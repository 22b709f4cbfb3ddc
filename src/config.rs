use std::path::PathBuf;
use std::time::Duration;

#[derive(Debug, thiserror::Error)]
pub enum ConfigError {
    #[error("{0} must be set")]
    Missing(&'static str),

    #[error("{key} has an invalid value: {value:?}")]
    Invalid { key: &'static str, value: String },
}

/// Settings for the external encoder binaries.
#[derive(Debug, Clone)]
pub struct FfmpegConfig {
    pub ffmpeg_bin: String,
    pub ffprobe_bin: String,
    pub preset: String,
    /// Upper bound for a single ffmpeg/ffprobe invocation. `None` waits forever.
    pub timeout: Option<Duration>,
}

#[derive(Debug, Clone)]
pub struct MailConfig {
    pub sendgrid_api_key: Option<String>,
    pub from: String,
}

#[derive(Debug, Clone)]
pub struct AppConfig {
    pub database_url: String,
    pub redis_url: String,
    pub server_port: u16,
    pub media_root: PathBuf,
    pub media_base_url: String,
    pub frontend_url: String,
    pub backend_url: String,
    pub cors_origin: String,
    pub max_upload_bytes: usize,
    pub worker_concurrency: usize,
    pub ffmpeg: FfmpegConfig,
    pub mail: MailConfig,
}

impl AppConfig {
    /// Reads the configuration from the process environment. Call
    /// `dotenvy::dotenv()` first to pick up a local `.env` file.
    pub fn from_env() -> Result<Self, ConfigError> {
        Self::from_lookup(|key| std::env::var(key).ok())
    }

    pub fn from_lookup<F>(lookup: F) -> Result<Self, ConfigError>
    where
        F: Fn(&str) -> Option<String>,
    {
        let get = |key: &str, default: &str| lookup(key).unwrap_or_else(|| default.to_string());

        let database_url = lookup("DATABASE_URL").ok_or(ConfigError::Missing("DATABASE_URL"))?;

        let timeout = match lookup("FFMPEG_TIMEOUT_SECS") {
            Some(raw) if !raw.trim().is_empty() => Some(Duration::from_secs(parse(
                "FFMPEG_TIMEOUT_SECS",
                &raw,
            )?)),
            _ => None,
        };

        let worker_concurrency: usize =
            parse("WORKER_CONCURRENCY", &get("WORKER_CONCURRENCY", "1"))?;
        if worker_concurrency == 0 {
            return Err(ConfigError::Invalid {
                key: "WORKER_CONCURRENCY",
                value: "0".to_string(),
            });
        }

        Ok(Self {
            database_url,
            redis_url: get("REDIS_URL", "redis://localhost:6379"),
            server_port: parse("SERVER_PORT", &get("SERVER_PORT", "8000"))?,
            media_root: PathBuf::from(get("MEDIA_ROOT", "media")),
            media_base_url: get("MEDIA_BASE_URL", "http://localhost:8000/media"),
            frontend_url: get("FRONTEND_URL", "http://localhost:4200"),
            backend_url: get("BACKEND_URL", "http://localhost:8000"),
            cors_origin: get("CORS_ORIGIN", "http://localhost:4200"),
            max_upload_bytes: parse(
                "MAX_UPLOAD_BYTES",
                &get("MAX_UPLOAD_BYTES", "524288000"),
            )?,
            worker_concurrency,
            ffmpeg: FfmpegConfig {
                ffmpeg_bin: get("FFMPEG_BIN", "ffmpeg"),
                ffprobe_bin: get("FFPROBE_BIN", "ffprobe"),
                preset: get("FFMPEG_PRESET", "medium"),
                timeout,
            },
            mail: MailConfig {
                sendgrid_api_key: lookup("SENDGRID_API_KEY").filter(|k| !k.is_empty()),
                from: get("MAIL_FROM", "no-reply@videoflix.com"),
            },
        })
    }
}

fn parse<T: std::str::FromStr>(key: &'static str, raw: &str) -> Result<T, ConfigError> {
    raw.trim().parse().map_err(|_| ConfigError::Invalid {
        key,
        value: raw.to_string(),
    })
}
━━━━━━━━
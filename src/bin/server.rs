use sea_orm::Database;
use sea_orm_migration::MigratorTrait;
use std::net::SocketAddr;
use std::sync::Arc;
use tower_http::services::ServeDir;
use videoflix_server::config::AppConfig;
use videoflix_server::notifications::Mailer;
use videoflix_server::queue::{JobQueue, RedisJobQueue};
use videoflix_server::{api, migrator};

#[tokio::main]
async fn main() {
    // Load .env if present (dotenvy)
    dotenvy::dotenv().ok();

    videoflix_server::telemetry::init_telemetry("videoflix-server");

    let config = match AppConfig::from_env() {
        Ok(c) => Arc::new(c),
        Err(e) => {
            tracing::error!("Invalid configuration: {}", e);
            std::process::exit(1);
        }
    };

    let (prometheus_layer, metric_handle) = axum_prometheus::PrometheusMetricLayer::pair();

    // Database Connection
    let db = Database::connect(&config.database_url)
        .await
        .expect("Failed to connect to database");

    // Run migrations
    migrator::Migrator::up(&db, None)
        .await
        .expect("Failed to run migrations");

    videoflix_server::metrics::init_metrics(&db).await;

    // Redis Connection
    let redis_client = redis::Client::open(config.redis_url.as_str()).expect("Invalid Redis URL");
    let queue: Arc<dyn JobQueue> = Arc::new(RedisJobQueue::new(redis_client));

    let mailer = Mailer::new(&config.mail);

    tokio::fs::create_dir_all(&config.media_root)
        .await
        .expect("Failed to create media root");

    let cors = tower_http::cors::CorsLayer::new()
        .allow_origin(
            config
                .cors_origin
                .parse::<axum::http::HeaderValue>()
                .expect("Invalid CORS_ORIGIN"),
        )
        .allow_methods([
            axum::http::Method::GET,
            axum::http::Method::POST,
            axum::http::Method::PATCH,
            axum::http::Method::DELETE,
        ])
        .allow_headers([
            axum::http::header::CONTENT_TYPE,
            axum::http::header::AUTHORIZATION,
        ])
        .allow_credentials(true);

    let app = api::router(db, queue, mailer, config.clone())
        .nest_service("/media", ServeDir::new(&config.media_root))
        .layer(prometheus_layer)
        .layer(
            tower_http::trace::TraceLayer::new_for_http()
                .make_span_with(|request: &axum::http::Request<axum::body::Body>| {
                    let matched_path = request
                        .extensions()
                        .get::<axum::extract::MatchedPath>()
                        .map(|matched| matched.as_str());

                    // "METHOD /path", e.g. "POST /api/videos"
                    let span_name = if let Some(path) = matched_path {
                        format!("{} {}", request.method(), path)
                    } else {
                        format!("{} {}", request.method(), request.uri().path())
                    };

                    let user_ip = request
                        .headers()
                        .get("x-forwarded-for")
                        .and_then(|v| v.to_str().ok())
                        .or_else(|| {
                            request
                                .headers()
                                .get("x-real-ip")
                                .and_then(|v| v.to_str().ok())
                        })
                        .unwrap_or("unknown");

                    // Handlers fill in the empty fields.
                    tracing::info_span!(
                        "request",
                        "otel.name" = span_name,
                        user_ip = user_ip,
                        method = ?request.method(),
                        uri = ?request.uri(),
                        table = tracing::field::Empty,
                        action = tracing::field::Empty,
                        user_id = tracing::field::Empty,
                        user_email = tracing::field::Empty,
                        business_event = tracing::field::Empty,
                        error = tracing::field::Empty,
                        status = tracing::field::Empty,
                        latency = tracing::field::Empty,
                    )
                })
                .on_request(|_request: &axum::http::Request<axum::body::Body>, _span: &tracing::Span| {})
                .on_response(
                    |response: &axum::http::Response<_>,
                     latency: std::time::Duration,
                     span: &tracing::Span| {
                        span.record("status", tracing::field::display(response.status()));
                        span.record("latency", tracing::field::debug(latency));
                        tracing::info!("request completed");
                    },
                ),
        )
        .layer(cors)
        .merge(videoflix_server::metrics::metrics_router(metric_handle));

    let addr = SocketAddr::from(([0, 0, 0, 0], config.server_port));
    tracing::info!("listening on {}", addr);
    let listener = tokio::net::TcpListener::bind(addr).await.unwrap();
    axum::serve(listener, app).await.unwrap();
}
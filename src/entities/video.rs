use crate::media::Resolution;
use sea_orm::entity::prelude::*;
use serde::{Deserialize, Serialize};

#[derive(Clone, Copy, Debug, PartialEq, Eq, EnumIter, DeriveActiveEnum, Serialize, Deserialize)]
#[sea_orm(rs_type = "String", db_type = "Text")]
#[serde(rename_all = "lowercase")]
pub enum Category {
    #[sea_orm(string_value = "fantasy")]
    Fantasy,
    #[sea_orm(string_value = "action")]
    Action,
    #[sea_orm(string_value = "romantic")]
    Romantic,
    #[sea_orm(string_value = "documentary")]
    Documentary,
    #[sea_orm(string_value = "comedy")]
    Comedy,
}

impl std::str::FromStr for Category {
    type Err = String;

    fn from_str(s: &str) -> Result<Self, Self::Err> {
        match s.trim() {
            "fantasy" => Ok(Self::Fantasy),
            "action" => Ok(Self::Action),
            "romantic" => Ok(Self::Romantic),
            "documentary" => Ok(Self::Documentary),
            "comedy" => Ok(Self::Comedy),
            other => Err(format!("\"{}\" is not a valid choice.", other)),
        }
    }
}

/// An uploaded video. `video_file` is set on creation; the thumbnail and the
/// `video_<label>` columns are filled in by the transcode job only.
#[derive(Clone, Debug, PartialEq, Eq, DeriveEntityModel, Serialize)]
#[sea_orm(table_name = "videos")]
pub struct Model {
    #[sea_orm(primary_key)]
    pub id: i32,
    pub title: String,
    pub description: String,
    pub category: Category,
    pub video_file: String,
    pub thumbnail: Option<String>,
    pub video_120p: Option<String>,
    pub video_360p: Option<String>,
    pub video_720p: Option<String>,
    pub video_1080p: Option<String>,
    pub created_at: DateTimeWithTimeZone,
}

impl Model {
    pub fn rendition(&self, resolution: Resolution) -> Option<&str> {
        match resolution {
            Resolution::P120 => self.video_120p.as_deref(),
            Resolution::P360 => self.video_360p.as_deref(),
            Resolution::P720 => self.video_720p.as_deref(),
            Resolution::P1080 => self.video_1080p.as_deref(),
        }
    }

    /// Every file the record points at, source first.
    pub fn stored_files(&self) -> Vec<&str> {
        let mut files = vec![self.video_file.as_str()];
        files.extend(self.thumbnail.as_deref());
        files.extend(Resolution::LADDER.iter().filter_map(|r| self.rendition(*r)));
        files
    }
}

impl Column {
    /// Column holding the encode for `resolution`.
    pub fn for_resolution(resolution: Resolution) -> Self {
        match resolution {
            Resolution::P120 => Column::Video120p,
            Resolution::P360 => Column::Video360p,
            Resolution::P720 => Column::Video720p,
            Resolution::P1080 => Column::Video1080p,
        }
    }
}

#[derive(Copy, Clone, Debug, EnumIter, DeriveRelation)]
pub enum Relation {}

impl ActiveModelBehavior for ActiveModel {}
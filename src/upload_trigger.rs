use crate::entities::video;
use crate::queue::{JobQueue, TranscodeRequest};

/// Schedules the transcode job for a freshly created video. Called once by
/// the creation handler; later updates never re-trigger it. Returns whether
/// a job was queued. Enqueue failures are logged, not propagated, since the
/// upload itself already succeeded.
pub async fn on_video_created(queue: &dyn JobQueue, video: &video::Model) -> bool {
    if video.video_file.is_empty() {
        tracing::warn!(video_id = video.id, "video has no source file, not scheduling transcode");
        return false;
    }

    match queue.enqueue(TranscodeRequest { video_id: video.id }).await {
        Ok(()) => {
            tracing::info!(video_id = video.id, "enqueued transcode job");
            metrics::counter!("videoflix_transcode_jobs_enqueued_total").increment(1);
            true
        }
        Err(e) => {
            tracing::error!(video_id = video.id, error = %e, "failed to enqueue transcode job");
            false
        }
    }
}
━━━━━━━━
Filter the entries above down to the lines that contain the word "AppConfig".

pub struct AppConfig {
impl AppConfig {
use videoflix_server::config::AppConfig;
    let config = match AppConfig::from_env() {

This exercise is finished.